Lines that include the string "true" are the ones to copy from the entries below.

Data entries
━━━━━━

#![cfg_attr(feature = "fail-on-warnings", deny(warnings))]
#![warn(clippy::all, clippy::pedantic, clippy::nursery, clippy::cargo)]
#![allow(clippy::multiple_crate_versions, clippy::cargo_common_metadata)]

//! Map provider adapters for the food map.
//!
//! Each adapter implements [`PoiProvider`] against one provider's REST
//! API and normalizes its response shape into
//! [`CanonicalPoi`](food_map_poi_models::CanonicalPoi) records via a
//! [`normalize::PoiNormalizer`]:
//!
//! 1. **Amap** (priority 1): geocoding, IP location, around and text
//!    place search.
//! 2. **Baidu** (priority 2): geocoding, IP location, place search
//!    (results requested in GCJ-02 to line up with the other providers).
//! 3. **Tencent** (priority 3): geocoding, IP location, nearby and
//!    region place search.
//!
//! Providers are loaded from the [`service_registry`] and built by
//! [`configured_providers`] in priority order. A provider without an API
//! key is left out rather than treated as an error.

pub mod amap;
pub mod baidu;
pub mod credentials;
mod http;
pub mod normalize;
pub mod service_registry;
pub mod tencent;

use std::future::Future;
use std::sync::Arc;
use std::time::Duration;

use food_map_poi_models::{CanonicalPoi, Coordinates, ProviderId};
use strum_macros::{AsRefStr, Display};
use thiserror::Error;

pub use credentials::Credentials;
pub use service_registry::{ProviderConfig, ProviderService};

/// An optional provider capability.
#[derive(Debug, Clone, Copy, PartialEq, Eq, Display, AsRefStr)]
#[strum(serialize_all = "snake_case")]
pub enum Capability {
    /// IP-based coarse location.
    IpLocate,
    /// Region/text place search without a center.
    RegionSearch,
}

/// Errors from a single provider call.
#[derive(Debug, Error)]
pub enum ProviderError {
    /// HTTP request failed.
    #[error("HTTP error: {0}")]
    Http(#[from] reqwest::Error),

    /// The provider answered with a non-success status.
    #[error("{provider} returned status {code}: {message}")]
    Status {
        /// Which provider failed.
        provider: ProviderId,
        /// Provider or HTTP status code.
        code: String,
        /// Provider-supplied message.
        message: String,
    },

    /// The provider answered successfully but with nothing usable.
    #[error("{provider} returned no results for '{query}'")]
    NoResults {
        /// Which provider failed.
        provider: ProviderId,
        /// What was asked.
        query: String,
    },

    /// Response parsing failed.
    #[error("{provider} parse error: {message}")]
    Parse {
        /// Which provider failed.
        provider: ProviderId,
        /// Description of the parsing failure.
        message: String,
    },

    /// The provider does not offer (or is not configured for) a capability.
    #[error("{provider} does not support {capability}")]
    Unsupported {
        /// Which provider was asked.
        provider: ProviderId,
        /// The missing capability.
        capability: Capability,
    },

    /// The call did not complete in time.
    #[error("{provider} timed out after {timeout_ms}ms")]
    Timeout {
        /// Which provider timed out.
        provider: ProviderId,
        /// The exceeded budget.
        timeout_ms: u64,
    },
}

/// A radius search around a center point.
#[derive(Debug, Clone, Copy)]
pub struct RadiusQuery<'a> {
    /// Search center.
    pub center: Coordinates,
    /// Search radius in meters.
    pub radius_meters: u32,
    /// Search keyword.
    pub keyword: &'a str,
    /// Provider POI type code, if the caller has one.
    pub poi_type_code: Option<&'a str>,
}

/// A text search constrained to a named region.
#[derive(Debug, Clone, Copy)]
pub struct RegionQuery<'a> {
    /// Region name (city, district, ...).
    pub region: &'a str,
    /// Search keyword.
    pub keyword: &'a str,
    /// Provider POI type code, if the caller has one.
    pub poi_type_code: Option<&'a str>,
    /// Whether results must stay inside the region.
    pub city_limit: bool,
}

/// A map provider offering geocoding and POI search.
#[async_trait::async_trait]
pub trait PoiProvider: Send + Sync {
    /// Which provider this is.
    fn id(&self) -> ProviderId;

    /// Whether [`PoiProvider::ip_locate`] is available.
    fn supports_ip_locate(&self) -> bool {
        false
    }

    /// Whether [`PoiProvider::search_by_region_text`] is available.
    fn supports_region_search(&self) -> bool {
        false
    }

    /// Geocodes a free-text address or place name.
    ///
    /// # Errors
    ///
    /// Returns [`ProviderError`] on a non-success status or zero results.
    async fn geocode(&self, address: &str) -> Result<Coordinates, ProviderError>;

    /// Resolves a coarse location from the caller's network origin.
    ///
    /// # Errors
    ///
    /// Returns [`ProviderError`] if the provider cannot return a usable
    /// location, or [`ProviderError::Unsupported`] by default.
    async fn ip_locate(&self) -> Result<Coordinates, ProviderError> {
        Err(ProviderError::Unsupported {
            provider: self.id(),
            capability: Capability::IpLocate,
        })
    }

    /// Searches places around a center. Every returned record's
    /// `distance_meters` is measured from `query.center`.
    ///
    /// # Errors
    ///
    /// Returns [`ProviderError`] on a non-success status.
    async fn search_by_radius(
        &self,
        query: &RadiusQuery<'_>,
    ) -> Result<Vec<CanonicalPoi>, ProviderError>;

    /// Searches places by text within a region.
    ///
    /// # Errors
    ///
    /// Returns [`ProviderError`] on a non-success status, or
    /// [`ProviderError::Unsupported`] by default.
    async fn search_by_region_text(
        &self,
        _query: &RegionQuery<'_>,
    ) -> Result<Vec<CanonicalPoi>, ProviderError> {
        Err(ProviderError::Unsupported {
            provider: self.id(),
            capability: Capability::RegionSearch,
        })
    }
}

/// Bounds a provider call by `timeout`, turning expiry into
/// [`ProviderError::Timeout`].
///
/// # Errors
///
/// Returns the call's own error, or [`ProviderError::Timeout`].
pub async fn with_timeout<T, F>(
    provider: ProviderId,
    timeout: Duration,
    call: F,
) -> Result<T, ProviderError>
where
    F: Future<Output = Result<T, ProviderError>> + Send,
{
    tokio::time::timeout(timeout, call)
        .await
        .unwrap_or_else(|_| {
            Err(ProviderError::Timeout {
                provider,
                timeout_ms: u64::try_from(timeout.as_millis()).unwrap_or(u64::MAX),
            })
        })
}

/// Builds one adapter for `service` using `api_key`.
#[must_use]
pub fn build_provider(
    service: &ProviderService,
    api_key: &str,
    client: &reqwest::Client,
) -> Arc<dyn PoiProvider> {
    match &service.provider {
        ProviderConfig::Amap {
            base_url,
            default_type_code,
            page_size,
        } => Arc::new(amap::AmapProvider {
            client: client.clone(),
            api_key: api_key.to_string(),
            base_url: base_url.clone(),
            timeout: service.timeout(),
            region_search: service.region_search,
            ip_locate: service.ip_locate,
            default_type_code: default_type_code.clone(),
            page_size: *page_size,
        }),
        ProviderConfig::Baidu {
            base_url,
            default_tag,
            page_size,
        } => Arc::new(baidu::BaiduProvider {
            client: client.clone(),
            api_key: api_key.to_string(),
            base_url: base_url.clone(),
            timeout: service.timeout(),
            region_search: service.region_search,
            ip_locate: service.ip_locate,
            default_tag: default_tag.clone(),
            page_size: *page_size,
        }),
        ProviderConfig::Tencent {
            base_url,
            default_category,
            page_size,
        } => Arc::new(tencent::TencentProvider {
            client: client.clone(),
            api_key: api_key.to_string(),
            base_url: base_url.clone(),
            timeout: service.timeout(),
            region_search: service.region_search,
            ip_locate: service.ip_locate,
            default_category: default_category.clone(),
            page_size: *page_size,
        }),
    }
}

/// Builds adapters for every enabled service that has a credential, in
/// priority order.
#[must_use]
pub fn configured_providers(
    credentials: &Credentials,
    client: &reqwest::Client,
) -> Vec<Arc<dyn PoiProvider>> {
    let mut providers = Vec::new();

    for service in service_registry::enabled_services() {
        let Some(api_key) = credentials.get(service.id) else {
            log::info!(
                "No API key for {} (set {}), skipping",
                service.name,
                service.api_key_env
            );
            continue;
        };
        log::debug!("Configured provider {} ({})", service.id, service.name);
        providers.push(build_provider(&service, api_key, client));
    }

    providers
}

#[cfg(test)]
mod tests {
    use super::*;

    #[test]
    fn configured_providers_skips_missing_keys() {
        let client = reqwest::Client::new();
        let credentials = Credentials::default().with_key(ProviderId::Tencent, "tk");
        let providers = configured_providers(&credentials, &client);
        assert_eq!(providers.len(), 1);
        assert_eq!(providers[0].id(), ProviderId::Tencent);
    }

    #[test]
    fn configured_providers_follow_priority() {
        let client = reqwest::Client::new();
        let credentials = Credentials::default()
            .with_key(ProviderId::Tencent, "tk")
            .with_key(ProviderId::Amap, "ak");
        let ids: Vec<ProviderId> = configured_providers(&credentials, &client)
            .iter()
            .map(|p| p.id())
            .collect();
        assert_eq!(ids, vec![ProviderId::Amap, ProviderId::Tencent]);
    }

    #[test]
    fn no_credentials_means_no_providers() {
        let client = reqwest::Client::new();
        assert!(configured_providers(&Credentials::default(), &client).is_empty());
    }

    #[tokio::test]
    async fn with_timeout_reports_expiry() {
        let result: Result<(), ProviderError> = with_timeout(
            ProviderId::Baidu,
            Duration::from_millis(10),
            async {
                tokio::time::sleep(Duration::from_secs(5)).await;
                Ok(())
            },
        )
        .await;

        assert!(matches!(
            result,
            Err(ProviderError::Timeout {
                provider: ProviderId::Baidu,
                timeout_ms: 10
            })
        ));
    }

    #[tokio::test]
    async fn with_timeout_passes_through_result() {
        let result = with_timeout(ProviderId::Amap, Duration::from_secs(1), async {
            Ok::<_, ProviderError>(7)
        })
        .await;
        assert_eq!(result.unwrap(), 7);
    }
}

━━━━━━

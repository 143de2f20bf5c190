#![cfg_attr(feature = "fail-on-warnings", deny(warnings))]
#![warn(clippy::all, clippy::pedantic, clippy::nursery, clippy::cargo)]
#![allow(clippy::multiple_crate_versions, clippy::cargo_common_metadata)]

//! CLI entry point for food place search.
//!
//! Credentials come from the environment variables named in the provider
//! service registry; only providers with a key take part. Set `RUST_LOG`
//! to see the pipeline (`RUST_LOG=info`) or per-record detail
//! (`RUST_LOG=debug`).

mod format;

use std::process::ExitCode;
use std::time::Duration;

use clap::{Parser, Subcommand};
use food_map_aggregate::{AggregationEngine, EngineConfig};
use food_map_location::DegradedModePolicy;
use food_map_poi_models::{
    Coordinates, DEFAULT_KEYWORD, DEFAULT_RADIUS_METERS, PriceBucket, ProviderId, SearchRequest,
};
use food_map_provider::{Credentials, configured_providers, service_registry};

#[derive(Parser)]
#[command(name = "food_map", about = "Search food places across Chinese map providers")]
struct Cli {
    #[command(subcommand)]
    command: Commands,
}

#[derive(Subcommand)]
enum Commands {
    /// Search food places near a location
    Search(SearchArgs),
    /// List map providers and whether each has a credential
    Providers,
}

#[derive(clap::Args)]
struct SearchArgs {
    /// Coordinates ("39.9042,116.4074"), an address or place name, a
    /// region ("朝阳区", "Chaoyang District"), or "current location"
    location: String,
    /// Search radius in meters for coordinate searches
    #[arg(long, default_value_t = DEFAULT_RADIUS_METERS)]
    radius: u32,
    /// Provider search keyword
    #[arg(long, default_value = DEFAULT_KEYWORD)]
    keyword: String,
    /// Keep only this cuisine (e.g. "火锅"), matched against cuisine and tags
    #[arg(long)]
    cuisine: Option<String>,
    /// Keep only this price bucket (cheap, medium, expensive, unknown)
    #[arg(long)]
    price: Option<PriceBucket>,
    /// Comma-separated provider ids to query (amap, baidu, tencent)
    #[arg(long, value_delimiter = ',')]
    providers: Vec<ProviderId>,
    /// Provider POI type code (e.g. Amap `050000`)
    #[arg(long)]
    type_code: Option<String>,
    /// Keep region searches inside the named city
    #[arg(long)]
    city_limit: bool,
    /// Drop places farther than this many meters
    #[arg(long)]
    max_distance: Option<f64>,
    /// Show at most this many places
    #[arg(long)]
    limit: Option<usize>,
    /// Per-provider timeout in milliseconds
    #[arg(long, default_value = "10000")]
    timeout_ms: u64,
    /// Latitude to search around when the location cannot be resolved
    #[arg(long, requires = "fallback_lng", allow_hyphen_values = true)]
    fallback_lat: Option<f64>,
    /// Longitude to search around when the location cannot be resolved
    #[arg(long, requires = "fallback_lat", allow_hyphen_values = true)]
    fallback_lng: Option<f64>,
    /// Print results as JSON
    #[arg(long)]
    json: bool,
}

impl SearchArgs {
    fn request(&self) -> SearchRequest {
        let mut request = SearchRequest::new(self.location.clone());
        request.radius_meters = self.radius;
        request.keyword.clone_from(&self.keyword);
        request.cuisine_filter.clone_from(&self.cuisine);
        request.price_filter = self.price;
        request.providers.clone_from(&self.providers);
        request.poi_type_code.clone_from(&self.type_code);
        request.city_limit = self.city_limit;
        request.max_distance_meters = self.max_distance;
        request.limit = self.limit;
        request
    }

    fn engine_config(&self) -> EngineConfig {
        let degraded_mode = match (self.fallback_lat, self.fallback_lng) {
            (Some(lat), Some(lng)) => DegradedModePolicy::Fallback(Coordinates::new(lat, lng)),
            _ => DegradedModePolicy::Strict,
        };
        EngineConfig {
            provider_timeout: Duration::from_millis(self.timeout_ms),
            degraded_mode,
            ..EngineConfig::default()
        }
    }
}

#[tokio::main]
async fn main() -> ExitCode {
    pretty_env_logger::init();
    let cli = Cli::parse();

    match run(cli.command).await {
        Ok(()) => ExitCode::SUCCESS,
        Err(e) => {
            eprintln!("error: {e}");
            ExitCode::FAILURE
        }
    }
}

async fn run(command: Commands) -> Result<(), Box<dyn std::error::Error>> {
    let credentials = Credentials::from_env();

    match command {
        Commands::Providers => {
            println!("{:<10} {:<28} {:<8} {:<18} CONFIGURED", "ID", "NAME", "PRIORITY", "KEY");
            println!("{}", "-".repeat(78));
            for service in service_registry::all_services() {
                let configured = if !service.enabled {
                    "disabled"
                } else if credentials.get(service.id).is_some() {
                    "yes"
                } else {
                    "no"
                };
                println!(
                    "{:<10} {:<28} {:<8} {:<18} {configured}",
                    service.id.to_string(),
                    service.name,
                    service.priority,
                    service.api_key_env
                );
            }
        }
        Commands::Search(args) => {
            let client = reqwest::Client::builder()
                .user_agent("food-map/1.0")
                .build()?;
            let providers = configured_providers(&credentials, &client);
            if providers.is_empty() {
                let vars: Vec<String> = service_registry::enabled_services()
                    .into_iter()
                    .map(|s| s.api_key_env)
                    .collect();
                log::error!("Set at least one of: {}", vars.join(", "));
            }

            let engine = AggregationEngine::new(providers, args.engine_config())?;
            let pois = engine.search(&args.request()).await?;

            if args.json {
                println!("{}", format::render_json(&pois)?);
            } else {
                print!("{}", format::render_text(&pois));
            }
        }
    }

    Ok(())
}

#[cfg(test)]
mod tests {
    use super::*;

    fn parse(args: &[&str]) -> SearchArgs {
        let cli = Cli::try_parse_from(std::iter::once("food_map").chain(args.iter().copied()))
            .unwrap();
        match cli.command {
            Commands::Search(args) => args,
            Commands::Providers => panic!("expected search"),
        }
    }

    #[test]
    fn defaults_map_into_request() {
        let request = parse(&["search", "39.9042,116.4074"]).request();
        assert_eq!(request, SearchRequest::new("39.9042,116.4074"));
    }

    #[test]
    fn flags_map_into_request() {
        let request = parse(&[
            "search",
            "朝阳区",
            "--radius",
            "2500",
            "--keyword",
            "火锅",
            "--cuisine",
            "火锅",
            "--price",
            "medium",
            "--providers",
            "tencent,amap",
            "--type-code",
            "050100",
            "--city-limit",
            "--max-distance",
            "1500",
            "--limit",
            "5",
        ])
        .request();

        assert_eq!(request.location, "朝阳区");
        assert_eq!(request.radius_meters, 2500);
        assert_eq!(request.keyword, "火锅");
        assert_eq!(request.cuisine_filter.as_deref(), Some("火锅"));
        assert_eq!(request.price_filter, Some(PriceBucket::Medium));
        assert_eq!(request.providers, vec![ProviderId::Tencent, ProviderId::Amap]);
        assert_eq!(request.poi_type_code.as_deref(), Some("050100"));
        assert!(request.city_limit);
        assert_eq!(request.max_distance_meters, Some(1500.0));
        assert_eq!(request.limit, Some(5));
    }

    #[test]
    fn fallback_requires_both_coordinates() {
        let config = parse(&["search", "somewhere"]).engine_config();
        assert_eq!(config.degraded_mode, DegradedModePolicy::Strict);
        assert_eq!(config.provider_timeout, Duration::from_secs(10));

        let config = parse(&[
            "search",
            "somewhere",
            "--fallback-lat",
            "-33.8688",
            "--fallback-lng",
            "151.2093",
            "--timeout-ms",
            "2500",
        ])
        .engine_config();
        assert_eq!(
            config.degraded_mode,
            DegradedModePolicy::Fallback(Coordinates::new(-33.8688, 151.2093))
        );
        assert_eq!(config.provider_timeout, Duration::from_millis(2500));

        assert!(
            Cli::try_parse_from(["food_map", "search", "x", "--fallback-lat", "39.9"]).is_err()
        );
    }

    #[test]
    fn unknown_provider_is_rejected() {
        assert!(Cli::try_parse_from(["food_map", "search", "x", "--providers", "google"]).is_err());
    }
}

━━━━━━

→ **Solved exercise**:
    #[arg(long, requires = "fallback_lng", allow_hyphen_values = true)]
    #[arg(long, requires = "fallback_lat", allow_hyphen_values = true)]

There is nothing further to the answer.